Logistics vs. The Supply Chain - What Are We Fighting About?

By Bruce Strahan and Art Van Bodegraven, The Progress Group

Ken Ackerman, a noted logistics professional and writer, made several comments recently that raise provocative questions about the relationship between the growing popularity of supply chain concepts and logistics - namely, how are they different, and is it time for the former to replace the latter?

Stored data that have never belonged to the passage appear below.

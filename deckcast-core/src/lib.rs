#![deny(clippy::unwrap_used)]
#![deny(clippy::expect_used)]
#![deny(clippy::panic)]
#![forbid(unsafe_code)]

pub mod codec;
pub mod config;
pub mod events;
pub mod processors;
pub mod seeding;
pub mod services;
pub mod store;
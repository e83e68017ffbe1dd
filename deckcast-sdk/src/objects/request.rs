//! Queued track requests.

use compact_str::CompactString;
use serde::{Deserialize, Serialize};

/// Where a requested track is hosted.
#[derive(Debug, Clone, Copy, PartialEq, Eq, Hash, Serialize, Deserialize)]
#[serde(rename_all = "kebab-case")]
pub enum SourceType {
    Youtube,
    PawooMusic,
}

/// A track request sitting in a deck's queue.
///
/// Delivered in full by the `add` streaming event and by the playlist
/// snapshot; `end` and `play` only carry the [`id`](Self::id).
#[derive(Debug, Clone, PartialEq, Eq, Serialize, Deserialize)]
pub struct RequestEntity {
    pub id: CompactString,
    pub account_id: i64,
    /// Track length in seconds.
    pub duration: u64,
    /// Track title.
    pub info: String,
    pub link: String,
    #[serde(default)]
    pub music_url: Option<String>,
    pub source_id: String,
    pub source_type: SourceType,
    /// The upstream API spells this field `thunbnail_url`.
    #[serde(default, alias = "thunbnail_url")]
    pub thumbnail_url: Option<String>,
    pub video_url: String,
}

/// Payload of the `end` and `play` streaming events.
#[derive(Debug, Clone, PartialEq, Eq, Serialize, Deserialize)]
pub struct RequestRef {
    pub id: CompactString,
}
//! Event type definitions for the event-driven pipeline.
//!
//! Streaming frames are decoded into [`DeckEvent`]s, tagged with the deck
//! they arrived on and handed to the dispatcher as [`DeckFrame`]s. Errors
//! worth a human's attention travel separately as [`Alert`]s.

use compact_str::CompactString;
use deckcast_sdk::objects::RequestEntity;
use serde::{Deserialize, Serialize};

/// Identifier of a deck (a playlist channel with its own stream and queue).
#[derive(Debug, Clone, Copy, PartialEq, Eq, PartialOrd, Ord, Hash, Serialize, Deserialize)]
#[serde(transparent)]
pub struct DeckId(pub u16);

impl DeckId {
    pub fn get(self) -> u16 {
        self.0
    }
}

impl std::fmt::Display for DeckId {
    fn fmt(&self, f: &mut std::fmt::Formatter<'_>) -> std::fmt::Result {
        write!(f, "{}", self.0)
    }
}

impl From<u16> for DeckId {
    fn from(value: u16) -> Self {
        Self(value)
    }
}

/// A decoded streaming event.
#[derive(Debug, Clone, PartialEq, Eq)]
pub enum DeckEvent {
    /// A request was queued.
    Add(RequestEntity),
    /// A request finished (played out or skipped) and left the queue.
    End { id: CompactString },
    /// A queued request started playing.
    Play { id: CompactString },
}

impl DeckEvent {
    /// The request id this event refers to.
    pub fn request_id(&self) -> &str {
        match self {
            DeckEvent::Add(entity) => &entity.id,
            DeckEvent::End { id } | DeckEvent::Play { id } => id,
        }
    }
}

/// An event together with the deck it was received on.
#[derive(Debug, Clone, PartialEq, Eq)]
pub struct DeckFrame {
    pub deck: DeckId,
    pub event: DeckEvent,
}

impl DeckFrame {
    pub fn new(deck: DeckId, event: DeckEvent) -> Self {
        Self { deck, event }
    }
}

/// A request about to be announced, captured at the moment its `play`
/// event was dispatched.
#[derive(Debug, Clone, PartialEq, Eq)]
pub struct PlayRequest {
    pub deck: DeckId,
    pub entity: RequestEntity,
}

/// A message for the operator's alert channel.
#[derive(Debug, Clone, PartialEq, Eq)]
pub struct Alert {
    pub message: String,
    /// Longer context such as an error chain or a panic location.
    pub detail: Option<String>,
}

impl Alert {
    pub fn new(message: impl Into<String>, detail: Option<String>) -> Self {
        Self {
            message: message.into(),
            detail,
        }
    }
}
//! LLM Client — the single point of entry for every provider call in CareerKit.
//!
//! ARCHITECTURAL RULE: No other module may call a provider HTTP API directly.
//! Handlers pick a `ModelChoice` (see `routing`) and hand it to `LlmClient`.
//!
//! The client never retries. Moving to another provider after a failure is
//! the caller's job (see `training::fallback`).

use std::collections::HashMap;
use std::fmt;
use std::sync::Arc;
use std::time::Duration;

use async_trait::async_trait;
use reqwest::Client;
use serde::{Deserialize, Serialize};
use thiserror::Error;
use tracing::debug;

use crate::config::Config;

pub mod gemini;
pub mod openai_compat;
pub mod prompts;

use gemini::GeminiProvider;
use openai_compat::OpenAiCompatProvider;

/// Upper bound for a single HTTP exchange. Callers usually apply a shorter
/// per-attempt timeout on top of this.
const HTTP_TIMEOUT_SECS: u64 = 120;

// ────────────────────────────────────────────────────────────────────────────
// Provider identity
// ────────────────────────────────────────────────────────────────────────────

/// The LLM backends CareerKit can talk to.
#[derive(Debug, Clone, Copy, PartialEq, Eq, Hash, Serialize, Deserialize)]
#[serde(rename_all = "lowercase")]
pub enum Provider {
    OpenRouter,
    Groq,
    Gemini,
}

impl Provider {
    pub fn as_str(&self) -> &'static str {
        match self {
            Provider::OpenRouter => "openrouter",
            Provider::Groq => "groq",
            Provider::Gemini => "gemini",
        }
    }
}

impl fmt::Display for Provider {
    fn fmt(&self, f: &mut fmt::Formatter<'_>) -> fmt::Result {
        f.write_str(self.as_str())
    }
}

/// Relative price bracket of a model. Ordered cheapest first.
#[derive(Debug, Clone, Copy, PartialEq, Eq, PartialOrd, Ord, Hash, Serialize, Deserialize)]
#[serde(rename_all = "lowercase")]
pub enum CostTier {
    Free,
    Low,
    Standard,
    Premium,
}

/// A concrete backend + model to call.
#[derive(Debug, Clone, Copy, PartialEq, Eq, Hash, Serialize)]
#[serde(rename_all = "camelCase")]
pub struct ModelChoice {
    pub provider: Provider,
    pub model: &'static str,
    pub cost_tier: CostTier,
}

// ────────────────────────────────────────────────────────────────────────────
// Errors
// ────────────────────────────────────────────────────────────────────────────

#[derive(Debug, Error)]
pub enum LlmError {
    #[error("HTTP error: {0}")]
    Http(#[from] reqwest::Error),

    #[error("API error (status {status}): {message}")]
    Api { status: u16, message: String },

    #[error("JSON parse error: {0}")]
    Parse(#[from] serde_json::Error),

    #[error("No API key configured for {0}")]
    MissingApiKey(Provider),

    #[error("Provider {0} is not registered")]
    UnknownProvider(Provider),

    #[error("LLM returned empty content")]
    EmptyContent,

    #[error("LLM call timed out after {}s", .0.as_secs())]
    Timeout(Duration),
}

/// Coarse failure category, used for log fields and status mapping.
#[derive(Debug, Clone, Copy, PartialEq, Eq)]
pub enum ErrorClass {
    Network,
    Timeout,
    Auth,
    RateLimit,
    Server,
    Client,
    MalformedResponse,
    EmptyResponse,
    MissingKey,
}

impl ErrorClass {
    pub fn as_str(&self) -> &'static str {
        match self {
            ErrorClass::Network => "network",
            ErrorClass::Timeout => "timeout",
            ErrorClass::Auth => "auth",
            ErrorClass::RateLimit => "rate_limit",
            ErrorClass::Server => "server",
            ErrorClass::Client => "client",
            ErrorClass::MalformedResponse => "malformed_response",
            ErrorClass::EmptyResponse => "empty_response",
            ErrorClass::MissingKey => "missing_key",
        }
    }
}

impl LlmError {
    pub fn class(&self) -> ErrorClass {
        match self {
            LlmError::Http(e) if e.is_timeout() => ErrorClass::Timeout,
            LlmError::Http(e) if e.is_decode() => ErrorClass::MalformedResponse,
            LlmError::Http(_) => ErrorClass::Network,
            LlmError::Api { status, .. } => match status {
                401 | 403 => ErrorClass::Auth,
                429 => ErrorClass::RateLimit,
                s if *s >= 500 => ErrorClass::Server,
                _ => ErrorClass::Client,
            },
            LlmError::Parse(_) => ErrorClass::MalformedResponse,
            LlmError::MissingApiKey(_) | LlmError::UnknownProvider(_) => ErrorClass::MissingKey,
            LlmError::EmptyContent => ErrorClass::EmptyResponse,
            LlmError::Timeout(_) => ErrorClass::Timeout,
        }
    }
}

// ────────────────────────────────────────────────────────────────────────────
// Provider trait
// ────────────────────────────────────────────────────────────────────────────

/// One chat completion call: a system prompt, a user prompt and sampling knobs.
#[derive(Debug, Clone, Copy)]
pub struct CompletionRequest<'a> {
    pub model: &'a str,
    pub system: &'a str,
    pub user: &'a str,
    pub temperature: f32,
    pub max_tokens: u32,
}

/// A single LLM backend. Implementations make exactly one HTTP call per
/// `complete` and return the raw generated text.
#[async_trait]
pub trait ChatProvider: Send + Sync {
    fn provider(&self) -> Provider;

    async fn complete(&self, request: &CompletionRequest<'_>) -> Result<String, LlmError>;
}

// ────────────────────────────────────────────────────────────────────────────
// Client
// ────────────────────────────────────────────────────────────────────────────

/// Registry of configured providers, shared by all handlers through `AppState`.
#[derive(Clone, Default)]
pub struct LlmClient {
    providers: HashMap<Provider, Arc<dyn ChatProvider>>,
}

impl LlmClient {
    /// Registers all three backends. Providers without a key are still
    /// registered and fail with `MissingApiKey` when called.
    pub fn from_config(config: &Config) -> Result<Self, LlmError> {
        let http = Client::builder()
            .timeout(Duration::from_secs(HTTP_TIMEOUT_SECS))
            .build()?;

        Ok(Self::default()
            .with_provider(Arc::new(OpenAiCompatProvider::openrouter(
                http.clone(),
                config.openrouter_api_key.clone(),
            )))
            .with_provider(Arc::new(OpenAiCompatProvider::groq(
                http.clone(),
                config.groq_api_key.clone(),
            )))
            .with_provider(Arc::new(GeminiProvider::new(
                http,
                config.gemini_api_key.clone(),
            ))))
    }

    /// Adds or replaces the backend for `provider.provider()`.
    pub fn with_provider(mut self, provider: Arc<dyn ChatProvider>) -> Self {
        self.providers.insert(provider.provider(), provider);
        self
    }

    /// Calls the chosen backend once and returns its trimmed text.
    /// Whitespace-only output is reported as `EmptyContent`.
    pub async fn generate_content(
        &self,
        choice: &ModelChoice,
        system: &str,
        user: &str,
        temperature: f32,
        max_tokens: u32,
    ) -> Result<String, LlmError> {
        let provider = self
            .providers
            .get(&choice.provider)
            .ok_or(LlmError::UnknownProvider(choice.provider))?;

        let request = CompletionRequest {
            model: choice.model,
            system,
            user,
            temperature,
            max_tokens,
        };

        let text = provider.complete(&request).await?;
        let text = text.trim();
        if text.is_empty() {
            return Err(LlmError::EmptyContent);
        }

        debug!(
            provider = %choice.provider,
            model = choice.model,
            chars = text.len(),
            "LLM call succeeded"
        );
        Ok(text.to_string())
    }

    /// `generate_content` bounded by a wall-clock timeout. On expiry the
    /// in-flight request is dropped and `LlmError::Timeout` is returned.
    pub async fn generate_content_within(
        &self,
        timeout: Duration,
        choice: &ModelChoice,
        system: &str,
        user: &str,
        temperature: f32,
        max_tokens: u32,
    ) -> Result<String, LlmError> {
        tokio::time::timeout(
            timeout,
            self.generate_content(choice, system, user, temperature, max_tokens),
        )
        .await
        .map_err(|_| LlmError::Timeout(timeout))?
    }
}

/// Pulls a readable message out of a provider error body shaped like
/// `{"error": {"message": "..."}}`, falling back to the raw body.
pub(crate) fn provider_error_message(body: String) -> String {
    serde_json::from_str::<serde_json::Value>(&body)
        .ok()
        .and_then(|v| {
            v.get("error")
                .and_then(|e| e.get("message"))
                .and_then(|m| m.as_str())
                .map(str::to_string)
        })
        .unwrap_or(body)
}

// ────────────────────────────────────────────────────────────────────────────
// Test doubles
// ────────────────────────────────────────────────────────────────────────────
// All LLM prompt constants for training plan generation.
// Shared output/language rules come from llm_client::prompts.

/// System prompt for training plan generation.
pub const TRAINING_PLAN_SYSTEM: &str = "You are a senior learning & development \
    specialist who designs corporate training programs. \
    Your plans are practical, sequenced, and measurable. \
    Every module must map back to at least one stated learning objective.";

/// Training plan prompt template.
/// Replace: {title}, {objectives}, {duration}, {audience}, {level}
pub const TRAINING_PLAN_PROMPT_TEMPLATE: &str = r#"Design a complete training plan.

PROGRAM TITLE: {title}

LEARNING OBJECTIVES:
{objectives}

DURATION: {duration}
TARGET AUDIENCE: {audience}
PROFICIENCY LEVEL: {level}

The plan MUST contain these sections, in this order:
1. Overview — purpose of the program and expected outcomes
2. Learning Objectives — restate and sharpen each objective so it is measurable
3. Schedule — modules laid out across the duration, each with a time estimate
4. Modules — for each module: goals, key topics, activities, and materials
5. Assessment — how progress against each objective is measured
6. Resources — recommended reading, tools, or courses

HARD RULES:
1. Fit the whole schedule inside the stated duration
2. Tailor depth and vocabulary to the stated audience and level
3. Every module names the objective(s) it serves
4. Do NOT invent company names, statistics, or URLs"#;

/// Fills the template. Missing optional fields get neutral defaults so the
/// model is never shown an empty placeholder.
pub fn build_training_plan_prompt(
    title: &str,
    objectives: &[String],
    duration: Option<&str>,
    audience: Option<&str>,
    level: Option<&str>,
) -> String {
    let objectives = if objectives.is_empty() {
        "- (none provided — infer sensible objectives from the title)".to_string()
    } else {
        objectives
            .iter()
            .map(|o| format!("- {o}"))
            .collect::<Vec<_>>()
            .join("\n")
    };

    TRAINING_PLAN_PROMPT_TEMPLATE
        .replace("{title}", title)
        .replace("{objectives}", &objectives)
        .replace("{duration}", duration.unwrap_or("4 weeks"))
        .replace("{audience}", audience.unwrap_or("General employees"))
        .replace("{level}", level.unwrap_or("Beginner"))
}

#[cfg(test)]
mod tests {
    use super::*;

    #[test]
    fn test_prompt_lists_objectives() {
        let prompt = build_training_plan_prompt(
            "Data Literacy",
            &["Read dashboards".into(), "Question metrics".into()],
            Some("2 weeks"),
            Some("Sales team"),
            None,
        );
        assert!(prompt.contains("PROGRAM TITLE: Data Literacy"));
        assert!(prompt.contains("- Read dashboards\n- Question metrics"));
        assert!(prompt.contains("DURATION: 2 weeks"));
        assert!(prompt.contains("TARGET AUDIENCE: Sales team"));
        assert!(prompt.contains("PROFICIENCY LEVEL: Beginner"));
    }

    #[test]
    fn test_prompt_has_no_unfilled_placeholders() {
        let prompt = build_training_plan_prompt("X", &[], None, None, None);
        for placeholder in ["{title}", "{objectives}", "{duration}", "{audience}", "{level}"] {
            assert!(!prompt.contains(placeholder), "{placeholder} left in prompt");
        }
        assert!(prompt.contains("none provided"));
    }
}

We contend that they are different enough to be recognized individually, and, yet, are so tightly interwoven that they should not be considered separately.

In the Beginning

That the thing we now call logistics exists at all is rooted in fundamental disconnects between sources of demand and sources of supply. There have historically been significant gaps - no, chasms - between market demands and supply capabilities.

"Demand"

deals with questions of:
  • when a product is desired,
  • where a product is wanted,
  • how much or how many are needed,
  • what mix of products is called for, and
  • how the product(s) are packaged and handled in use.

"Supply,"

in its fullest sense, deals with issues of:
  • when a product is made,
  • where it is made (or sourced),
  • how much or how many are made or acquired,
  • what product mix is made or scheduled to be received, and
  • how the product(s) are packaged and handled in process.
The gaps may grow - certainly they become much more complicated - when differences between manufacturers and their suppliers, and between immediate customers and end consumers, are factored into the equation.

Bridging the Gaps

Here’s where modern logistics comes into the picture. We apply our best thinking and effort to making the gaps invisible to the next demand point in the supply chain. The entire purpose of warehouse/DC location, transportation network structures, scientific inventory management, customer service functions, and their supporting information systems is to get goods to customers when, where, and how they are needed. And, incidentally to find the right cost/service balance of inventory, storage, and transportation solutions while doing so.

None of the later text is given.